[Problem description]:
All of the data should be restated word for word.

==== Records for the exercise

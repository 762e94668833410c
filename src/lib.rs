#![warn(missing_docs)]

//!
//! A crate that provides SMOTEBoost,
//! a boosting algorithm for imbalanced classification.
//!
//! At every round, SMOTEBoost generates synthetic examples
//! of the minority class
//! by interpolating between a minority example and
//! one of its nearest minority neighbors ([`Smote`]).
//! The synthetic examples are appended to the training sample,
//! and a weighted boosting step ([`Booster`]) trains
//! the next weak hypothesis on the grown sample.
//!
//! This crate includes
//!
//! - [`Smote`], the Synthetic Minority Over-sampling Technique
//!     over a pluggable [`NearestNeighbors`] index.
//! - [`SmoteBoost`], the boosting loop.
//!     Any [`Booster`] can be plugged in;
//!     [`AdaBoostStep`] (SAMME / SAMME.R) is shipped with the crate.
//! - [`DecisionStump`], a weighted Gini stump used as the weak learner.
//! - [`Logger`], which runs [`SmoteBoost`] and
//!     writes the per-round statistics to a CSV file.
//!
//! # Example
//! ```no_run
//! use smoteboost::prelude::*;
//!
//! let sample = SampleReader::new()
//!     .file("/path/to/data.csv")
//!     .has_header(true)
//!     .target_feature("class")
//!     .read()
//!     .unwrap();
//!
//! let mut smoteboost = SmoteBoost::init(DecisionStump::init())
//!     .n_samples(50)
//!     .n_estimators(20)
//!     .random_state(7);
//!
//! let f = smoteboost.fit(&sample, None, None).unwrap();
//! let predictions = f.predict_all(&sample);
//! ```

pub mod constants;
pub mod error;
pub mod sample;
pub mod common;
pub mod neighbors;
pub mod smote;
pub mod hypothesis;
pub mod weak_learner;
pub mod booster;
pub mod smoteboost;
pub mod research;

pub mod prelude;


pub use error::{Result, SmoteBoostError};

pub use sample::{Sample, SampleReader, WeightedSample};

pub use neighbors::{BruteForce, NearestNeighbors};

pub use smote::Smote;

pub use hypothesis::Classifier;

pub use weak_learner::{
    WeakLearner,
    DecisionStump,
    DecisionStumpClassifier,
};

pub use booster::{
    Booster,
    BoostOutcome,
    BoostStep,
    BoostingParams,
    AdaBoostStep,
    Algorithm,
    BoostedLearner,
};

pub use smoteboost::{
    SmoteBoost,
    SmoteBoostClassifier,
    SmoteBoostParams,
    EnsembleMember,
    EnsembleSlot,
    RoundReport,
};

pub use research::Logger;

========

[Written reply]:
repository 762e94668833410c
filename src/lib.rs
#![warn(missing_docs)]

//!
//! A crate that provides SMOTEBoost,
//! a boosting algorithm for imbalanced classification.
//!
//! At every round, SMOTEBoost generates synthetic examples
//! of the minority class
//! by interpolating between a minority example and
//! one of its nearest minority neighbors ([`Smote`]).
//! The synthetic examples are appended to the training sample,
//! and a weighted boosting step ([`Booster`]) trains
//! the next weak hypothesis on the grown sample.
//!
//! This crate includes
//!
//! - [`Smote`], the Synthetic Minority Over-sampling Technique
//!     over a pluggable [`NearestNeighbors`] index.
//! - [`SmoteBoost`], the boosting loop.
//!     Any [`Booster`] can be plugged in;
//!     [`AdaBoostStep`] (SAMME / SAMME.R) is shipped with the crate.
//! - [`DecisionStump`], a weighted Gini stump used as the weak learner.
//! - [`Logger`], which runs [`SmoteBoost`] and
//!     writes the per-round statistics to a CSV file.
//!
//! # Example
//! ```no_run
//! use smoteboost::prelude::*;
//!
//! let sample = SampleReader::new()
//!     .file("/path/to/data.csv")
//!     .has_header(true)
//!     .target_feature("class")
//!     .read()
//!     .unwrap();
//!
//! let mut smoteboost = SmoteBoost::init(DecisionStump::init())
//!     .n_samples(50)
//!     .n_estimators(20)
//!     .random_state(7);
//!
//! let f = smoteboost.fit(&sample, None, None).unwrap();
//! let predictions = f.predict_all(&sample);
//! ```

pub mod constants;
pub mod error;
pub mod sample;
pub mod common;
pub mod neighbors;
pub mod smote;
pub mod hypothesis;
pub mod weak_learner;
pub mod booster;
pub mod smoteboost;
pub mod research;

pub mod prelude;


pub use error::{Result, SmoteBoostError};

pub use sample::{Sample, SampleReader, WeightedSample};

pub use neighbors::{BruteForce, NearestNeighbors};

pub use smote::Smote;

pub use hypothesis::Classifier;

pub use weak_learner::{
    WeakLearner,
    DecisionStump,
    DecisionStumpClassifier,
};

pub use booster::{
    Booster,
    BoostOutcome,
    BoostStep,
    BoostingParams,
    AdaBoostStep,
    Algorithm,
    BoostedLearner,
};

pub use smoteboost::{
    SmoteBoost,
    SmoteBoostClassifier,
    SmoteBoostParams,
    EnsembleMember,
    EnsembleSlot,
    RoundReport,
};

pub use research::Logger;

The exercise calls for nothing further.